Tibanne, the holding company of collapsed bitcoin exchange MtGox, is looking to sell its trademarks including the word 'bitcoin', according to the Wall Street Journal.


The company hopes to raise at least 100m yen ($1m, €0.72m, £0.58m) from the sale of bitcoin trademarks in Japan and the European Union as well as the bitcoins.com domain name, the WSJ said, citing a company executive.


The executive noted that Tibanne had no use for the trademarks, and therefore it planned to sell them.


Tibanne received approval for using the bitcoin trademark in Japan and the EU in 2012. The trademarks will expire in 2021 in the EU and in 2022 in Japan, if the company does not renew it.


It is unclear if the company would use the sale proceeds to pay back MtGox's creditors. Tibanne has no obligation to repay the 127,000 creditors of MtGox, according to lawyers familiar with bankruptcy proceedings of the exchange.


However, MtGox creditors were of the view that Tibanne should use at least a part of the proceeds to help them.
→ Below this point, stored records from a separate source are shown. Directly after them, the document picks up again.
//! Trip and app-state storage boundary.

use serde::{Deserialize, Serialize};

use crate::bikes::Bike;
use crate::trip::TripRecord;
use crate::{MileageError, Result};

/// What survives an app restart besides trip history.
#[derive(Debug, Clone, PartialEq, Serialize, Deserialize)]
pub struct AppState {
    pub bike: Bike,
    pub fuel_liters: f64,
}

/// Local structured storage for trips and app state.
///
/// Storage failures are returned to the caller for display; nothing here
/// retries.
pub trait TripRepository {
    /// Prepare storage. Must be safe to call more than once.
    fn initialize(&mut self) -> Result<()>;

    fn get_app_state(&self) -> Result<Option<AppState>>;

    fn save_app_state(&mut self, state: &AppState) -> Result<()>;

    /// Store a trip and return its new id. Any id on `record` is ignored.
    fn add_trip(&mut self, record: &TripRecord) -> Result<i64>;

    /// All trips, oldest first.
    fn get_all_trips(&self) -> Result<Vec<TripRecord>>;

    fn delete_trip(&mut self, id: i64) -> Result<()>;

    fn clear_trips(&mut self) -> Result<()>;
}

/// Volatile repository for tests and hosts without storage.
#[derive(Debug, Default)]
pub struct InMemoryRepository {
    initialized: bool,
    app_state: Option<AppState>,
    trips: Vec<TripRecord>,
    next_id: i64,
}

impl InMemoryRepository {
    pub fn new() -> Self {
        Self::default()
    }

    /// Pre-seeded with saved app state, as if restored from a previous run.
    pub fn with_app_state(state: AppState) -> Self {
        Self {
            app_state: Some(state),
            ..Self::default()
        }
    }

    pub fn trip_count(&self) -> usize {
        self.trips.len()
    }

    fn ensure_initialized(&self) -> Result<()> {
        if self.initialized {
            Ok(())
        } else {
            Err(MileageError::storage("repository not initialized"))
        }
    }
}

impl TripRepository for InMemoryRepository {
    fn initialize(&mut self) -> Result<()> {
        self.initialized = true;
        Ok(())
    }

    fn get_app_state(&self) -> Result<Option<AppState>> {
        self.ensure_initialized()?;
        Ok(self.app_state.clone())
    }

    fn save_app_state(&mut self, state: &AppState) -> Result<()> {
        self.ensure_initialized()?;
        self.app_state = Some(state.clone());
        Ok(())
    }

    fn add_trip(&mut self, record: &TripRecord) -> Result<i64> {
        self.ensure_initialized()?;
        self.next_id += 1;
        let id = self.next_id;
        self.trips.push(record.clone().with_id(id));
        Ok(id)
    }

    fn get_all_trips(&self) -> Result<Vec<TripRecord>> {
        self.ensure_initialized()?;
        Ok(self.trips.clone())
    }

    fn delete_trip(&mut self, id: i64) -> Result<()> {
        self.ensure_initialized()?;
        self.trips.retain(|t| t.id != Some(id));
        Ok(())
    }

    fn clear_trips(&mut self) -> Result<()> {
        self.ensure_initialized()?;
        self.trips.clear();
        Ok(())
    }
}
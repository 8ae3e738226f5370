//! Fuel & range model.
//!
//! Pure functions over fuel volume, bike rating and distance travelled.
//! Range is a straight-line estimate from the rated average; nothing here
//! learns from actual consumption.

use serde::{Deserialize, Serialize};

use crate::bikes::Bike;
use crate::config::{DEFAULT_FULL_TANK_TOLERANCE_L, DEFAULT_RESERVE_PERCENT};
use crate::{MileageError, Result};

/// Range on the current fuel, ignoring distance already travelled.
pub fn total_range_km(fuel_l: f64, bike: &Bike) -> f64 {
    fuel_l * bike.average_km_per_liter
}

/// Range left after `distance_travelled_km`; never negative.
pub fn remaining_range_km(fuel_l: f64, bike: &Bike, distance_travelled_km: f64) -> f64 {
    (total_range_km(fuel_l, bike) - distance_travelled_km).max(0.0)
}

/// Liters burned over `distance_km` at the bike's rated average.
pub fn fuel_consumed_l(distance_km: f64, bike: &Bike) -> f64 {
    distance_km / bike.average_km_per_liter
}

/// Fuel left after `distance_km`, floored at zero.
pub fn fuel_after_distance_l(fuel_l: f64, bike: &Bike, distance_km: f64) -> f64 {
    (fuel_l - fuel_consumed_l(distance_km, bike)).max(0.0)
}

/// Whether fuel is in reserve (at most 15% of the tank, but not empty).
pub fn is_reserve(fuel_l: f64, bike: &Bike) -> bool {
    is_reserve_at(fuel_l, bike, DEFAULT_RESERVE_PERCENT)
}

/// [`is_reserve`] with a custom threshold percentage.
pub fn is_reserve_at(fuel_l: f64, bike: &Bike, reserve_percent: f64) -> bool {
    fuel_l > 0.0 && (fuel_l / bike.tank_size_liters) * 100.0 <= reserve_percent
}

/// Add `amount_l` liters, capped at the tank size.
pub fn refill(fuel_l: f64, amount_l: f64, bike: &Bike) -> Result<f64> {
    if !(amount_l.is_finite() && amount_l > 0.0) {
        return Err(MileageError::InvalidFuelAmount { amount: amount_l });
    }
    Ok((fuel_l + amount_l).min(bike.tank_size_liters))
}

/// Fill the tank; `None` when already within tolerance of full.
pub fn fill_to_full(fuel_l: f64, bike: &Bike) -> Option<f64> {
    fill_to_full_within(fuel_l, bike, DEFAULT_FULL_TANK_TOLERANCE_L)
}

pub fn fill_to_full_within(fuel_l: f64, bike: &Bike, tolerance_l: f64) -> Option<f64> {
    if bike.tank_size_liters - fuel_l > tolerance_l {
        Some(bike.tank_size_liters)
    } else {
        None
    }
}

/// Fuel volume kept within `[0, tank]`.
#[derive(Debug, Clone, Copy, PartialEq, Serialize, Deserialize)]
pub struct FuelState {
    liters: f64,
}

impl FuelState {
    /// Clamp `liters` into the tank; non-finite input counts as empty.
    pub fn new(liters: f64, bike: &Bike) -> Self {
        let liters = if liters.is_finite() { liters } else { 0.0 };
        Self {
            liters: liters.clamp(0.0, bike.tank_size_liters),
        }
    }

    pub fn full(bike: &Bike) -> Self {
        Self {
            liters: bike.tank_size_liters,
        }
    }

    pub fn liters(&self) -> f64 {
        self.liters
    }

    pub fn is_full(&self, bike: &Bike) -> bool {
        self.liters >= bike.tank_size_liters
    }

    pub fn consume_distance(&mut self, distance_km: f64, bike: &Bike) -> f64 {
        let before = self.liters;
        self.liters = fuel_after_distance_l(self.liters, bike, distance_km);
        before - self.liters
    }

    pub fn refill(&mut self, amount_l: f64, bike: &Bike) -> Result<f64> {
        self.liters = refill(self.liters, amount_l, bike)?;
        Ok(self.liters)
    }

    /// Returns whether anything was added.
    pub fn fill_to_full(&mut self, bike: &Bike, tolerance_l: f64) -> bool {
        match fill_to_full_within(self.liters, bike, tolerance_l) {
            Some(full) => {
                self.liters = full;
                true
            }
            None => false,
        }
    }

    /// Re-clamp after a bike change.
    pub fn fit_to(&mut self, bike: &Bike) {
        *self = Self::new(self.liters, bike);
    }
}
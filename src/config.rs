//! Tracker configuration.
//!
//! All thresholds default to the values the app has always shipped with.
//! They are tunable per tracker, not per bike.

use std::time::Duration;

use serde::{Deserialize, Serialize};

use crate::Result;

/// Reserve threshold as percent of tank capacity.
pub const DEFAULT_RESERVE_PERCENT: f64 = 15.0;
/// How long speed must stay above the optimal band before warning.
pub const DEFAULT_SPEEDING_HOLD_SECS: u64 = 10;
/// Distance between spoken milestones.
pub const DEFAULT_MILESTONE_INTERVAL_KM: u64 = 5;
/// Trips at or below this distance are not saved.
pub const DEFAULT_MIN_TRIP_DISTANCE_KM: f64 = 0.1;
/// Minimum speed samples before asking for advice.
pub const DEFAULT_MIN_ADVICE_SAMPLES: usize = 5;
/// "Fill to full" does nothing when the tank is within this many liters of full.
pub const DEFAULT_FULL_TANK_TOLERANCE_L: f64 = 0.01;
/// Fuel assumed when no saved state exists.
pub const DEFAULT_FUEL_L: f64 = 1.0;

/// Options forwarded to the platform position capability.
#[derive(Debug, Clone, Copy, PartialEq, Serialize, Deserialize)]
#[serde(default)]
pub struct WatchOptions {
    /// Prefer GNSS over network positioning
    pub high_accuracy: bool,
    /// Give up on a single fix after this long
    pub timeout_ms: u64,
    /// Maximum age of a cached fix (0 = never reuse stale fixes)
    pub maximum_age_ms: u64,
}

impl Default for WatchOptions {
    fn default() -> Self {
        Self {
            high_accuracy: true,
            timeout_ms: 10_000,
            maximum_age_ms: 0,
        }
    }
}

/// Configuration for the tracking session and alert engine.
#[derive(Debug, Clone, PartialEq, Serialize, Deserialize)]
#[serde(default)]
pub struct TrackerConfig {
    pub reserve_percent: f64,
    pub speeding_hold_secs: u64,
    pub milestone_interval_km: u64,
    pub min_trip_distance_km: f64,
    pub min_advice_samples: usize,
    pub full_tank_tolerance_l: f64,
    pub default_fuel_l: f64,
    pub watch: WatchOptions,
}

impl Default for TrackerConfig {
    fn default() -> Self {
        Self {
            reserve_percent: DEFAULT_RESERVE_PERCENT,
            speeding_hold_secs: DEFAULT_SPEEDING_HOLD_SECS,
            milestone_interval_km: DEFAULT_MILESTONE_INTERVAL_KM,
            min_trip_distance_km: DEFAULT_MIN_TRIP_DISTANCE_KM,
            min_advice_samples: DEFAULT_MIN_ADVICE_SAMPLES,
            full_tank_tolerance_l: DEFAULT_FULL_TANK_TOLERANCE_L,
            default_fuel_l: DEFAULT_FUEL_L,
            watch: WatchOptions::default(),
        }
    }
}

impl TrackerConfig {
    /// Parse a (possibly partial) JSON document; missing fields keep defaults.
    pub fn from_json(json: &str) -> Result<Self> {
        Ok(serde_json::from_str(json)?)
    }

    pub fn speeding_hold(&self) -> Duration {
        Duration::from_secs(self.speeding_hold_secs)
    }
}
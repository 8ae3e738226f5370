//! Cumulative trip distance from consecutive position fixes.

use crate::geo_utils::haversine_km;
use crate::Position;

/// Sums great-circle distance between consecutive positions.
///
/// A single position never changes the total; it only becomes the anchor
/// for the next one.
#[derive(Debug, Clone, Default, PartialEq)]
pub struct DistanceAccumulator {
    last_position: Option<Position>,
    total_distance_km: f64,
}

impl DistanceAccumulator {
    pub fn new() -> Self {
        Self::default()
    }

    /// Add a position and return the distance it contributed in km.
    pub fn add_sample(&mut self, pos: Position) -> f64 {
        let step = match self.last_position {
            Some(last) => haversine_km(&last, &pos),
            None => 0.0,
        };
        // NaN coordinates would poison the total forever
        let step = if step.is_finite() { step } else { 0.0 };
        self.total_distance_km += step;
        self.last_position = Some(pos);
        step
    }

    pub fn reset(&mut self) {
        self.total_distance_km = 0.0;
        self.last_position = None;
    }

    pub fn total_distance_km(&self) -> f64 {
        self.total_distance_km
    }

    pub fn last_position(&self) -> Option<Position> {
        self.last_position
    }
}
//! HTTP advice client for the Gemini generative language API.
//!
//! This module provides:
//! - Connection reuse through a single `reqwest::Client`
//! - Automatic retry with exponential backoff on 429 and transport errors
//! - Mapping of every failure onto `ConfigurationError` / `ServiceFailure`

use std::time::{Duration, Instant};

use log::{debug, info, warn};
use reqwest::Client;
use serde::{Deserialize, Serialize};

use crate::advice::{build_prompt, AdviceService};
use crate::{MileageError, Result, TrackingData};

const DEFAULT_ENDPOINT: &str = "https://generativelanguage.googleapis.com/v1beta";
const DEFAULT_MODEL: &str = "gemini-2.5-flash";

/// Connection settings for the advice service.
#[derive(Debug, Clone, PartialEq, Serialize, Deserialize)]
#[serde(default)]
pub struct GeminiConfig {
    pub api_key: Option<String>,
    pub model: String,
    pub endpoint: String,
    pub timeout_secs: u64,
    pub max_retries: u32,
}

impl Default for GeminiConfig {
    fn default() -> Self {
        Self {
            api_key: None,
            model: DEFAULT_MODEL.to_string(),
            endpoint: DEFAULT_ENDPOINT.to_string(),
            timeout_secs: 30,
            max_retries: 3,
        }
    }
}

impl GeminiConfig {
    /// Defaults plus the key from `GEMINI_API_KEY` (or `API_KEY`).
    pub fn from_env() -> Self {
        let api_key = std::env::var("GEMINI_API_KEY")
            .or_else(|_| std::env::var("API_KEY"))
            .ok()
            .filter(|k| !k.trim().is_empty());
        if api_key.is_none() {
            warn!("[GeminiAdvice] No API key in GEMINI_API_KEY or API_KEY");
        }
        Self {
            api_key,
            ..Self::default()
        }
    }

    fn url(&self) -> String {
        format!(
            "{}/models/{}:generateContent",
            self.endpoint.trim_end_matches('/'),
            self.model
        )
    }
}

// Request / response bodies

#[derive(Debug, Serialize)]
struct GenerateRequest {
    contents: Vec<Content>,
}

#[derive(Debug, Serialize, Deserialize)]
struct Content {
    #[serde(default)]
    parts: Vec<Part>,
}

#[derive(Debug, Serialize, Deserialize)]
struct Part {
    #[serde(default)]
    text: Option<String>,
}

#[derive(Debug, Deserialize)]
struct GenerateResponse {
    #[serde(default)]
    candidates: Vec<Candidate>,
}

#[derive(Debug, Deserialize)]
struct Candidate {
    content: Option<Content>,
}

/// Concatenated text of the first candidate, if it has any.
fn extract_text(response: GenerateResponse) -> Option<String> {
    let content = response.candidates.into_iter().next()?.content?;
    let text: String = content.parts.into_iter().filter_map(|p| p.text).collect();
    let text = text.trim().to_string();
    if text.is_empty() {
        None
    } else {
        Some(text)
    }
}

fn backoff(attempt: u32) -> Duration {
    // 1s, 2s, 4s, 8s...
    Duration::from_millis(1000 * (1 << attempt.min(4)))
}

/// Advice service backed by Gemini.
pub struct GeminiAdviceService {
    client: Client,
    config: GeminiConfig,
}

impl GeminiAdviceService {
    pub fn new(config: GeminiConfig) -> Result<Self> {
        let client = Client::builder()
            .timeout(Duration::from_secs(config.timeout_secs))
            .build()
            .map_err(|e| MileageError::configuration(format!("Failed to create HTTP client: {}", e)))?;

        Ok(Self { client, config })
    }

    pub fn config(&self) -> &GeminiConfig {
        &self.config
    }

    async fn generate(&self, api_key: &str, prompt: String) -> Result<String> {
        let url = self.config.url();
        let body = GenerateRequest {
            contents: vec![Content {
                parts: vec![Part { text: Some(prompt) }],
            }],
        };

        let mut retries = 0;

        loop {
            let response = self
                .client
                .post(&url)
                .header("x-goog-api-key", api_key)
                .json(&body)
                .send()
                .await;

            match response {
                Ok(resp) => {
                    let status = resp.status();

                    if status == reqwest::StatusCode::TOO_MANY_REQUESTS {
                        retries += 1;
                        if retries > self.config.max_retries {
                            return Err(MileageError::ServiceFailure {
                                message: "Max retries exceeded (429)".to_string(),
                                status_code: Some(status.as_u16()),
                            });
                        }
                        let wait = backoff(retries);
                        warn!("[GeminiAdvice] 429, retry {} after {:?}", retries, wait);
                        tokio::time::sleep(wait).await;
                        continue;
                    }

                    if !status.is_success() {
                        return Err(MileageError::ServiceFailure {
                            message: format!("HTTP {}", status),
                            status_code: Some(status.as_u16()),
                        });
                    }

                    let parsed = resp.json::<GenerateResponse>().await.map_err(|e| {
                        MileageError::ServiceFailure {
                            message: format!("Parse error: {}", e),
                            status_code: Some(status.as_u16()),
                        }
                    })?;

                    return extract_text(parsed).ok_or_else(|| MileageError::ServiceFailure {
                        message: "Response contained no text".to_string(),
                        status_code: Some(status.as_u16()),
                    });
                }
                Err(e) => {
                    retries += 1;
                    if retries > self.config.max_retries {
                        return Err(MileageError::ServiceFailure {
                            message: format!("Request error: {}", e),
                            status_code: None,
                        });
                    }
                    let wait = Duration::from_millis(500 * (1 << retries.min(4)));
                    warn!(
                        "[GeminiAdvice] Request error: {}, retry {} after {:?}",
                        e, retries, wait
                    );
                    tokio::time::sleep(wait).await;
                }
            }
        }
    }
}

impl AdviceService for GeminiAdviceService {
    async fn get_mileage_tips(&self, data: &TrackingData) -> Result<String> {
        let api_key = self
            .config
            .api_key
            .as_deref()
            .filter(|k| !k.trim().is_empty())
            .ok_or_else(|| MileageError::configuration("Gemini API key is not configured"))?;

        let prompt = build_prompt(data);
        debug!("[GeminiAdvice] Prompt:\n{}", prompt);

        let start = Instant::now();
        let text = self.generate(api_key, prompt).await?;
        info!(
            "[GeminiAdvice] {} chars of advice in {:.2}s",
            text.len(),
            start.elapsed().as_secs_f64()
        );
        Ok(text)
    }
}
"Even though the company is not obligated to, it should repay customers with assets it has. That's the way it should be. For anyone it's obvious that Tibanne and Mt. Gox were operating as one company," the WSJ quoted Keiichi Hida, a Mt. Gox creditor, as saying.


Tibanne is headed by former MtGox CEO Mark Karpeles and the two companies share the same office address in Tokyo's Shibuya district.


MtGox, which at one point hosted 80% of the world's bitcoin trades, collapsed after reporting that 850,000 bitcoins were stolen in what it claims was the result of a two-year long cyber attack. The company later said it recovered about 200,000 of the missing bitcoins.


The company filed for bankruptcy protection in Japan on 28 February and subsequently in the US.


The exchange later filed for liquidating its assets following its failure to restructure its business under the country's bankruptcy protection scheme.


Subsequently, a Tokyo court ordered the administrator of the bitcoin exchange to start liquidating the company's assets to pay back its creditors.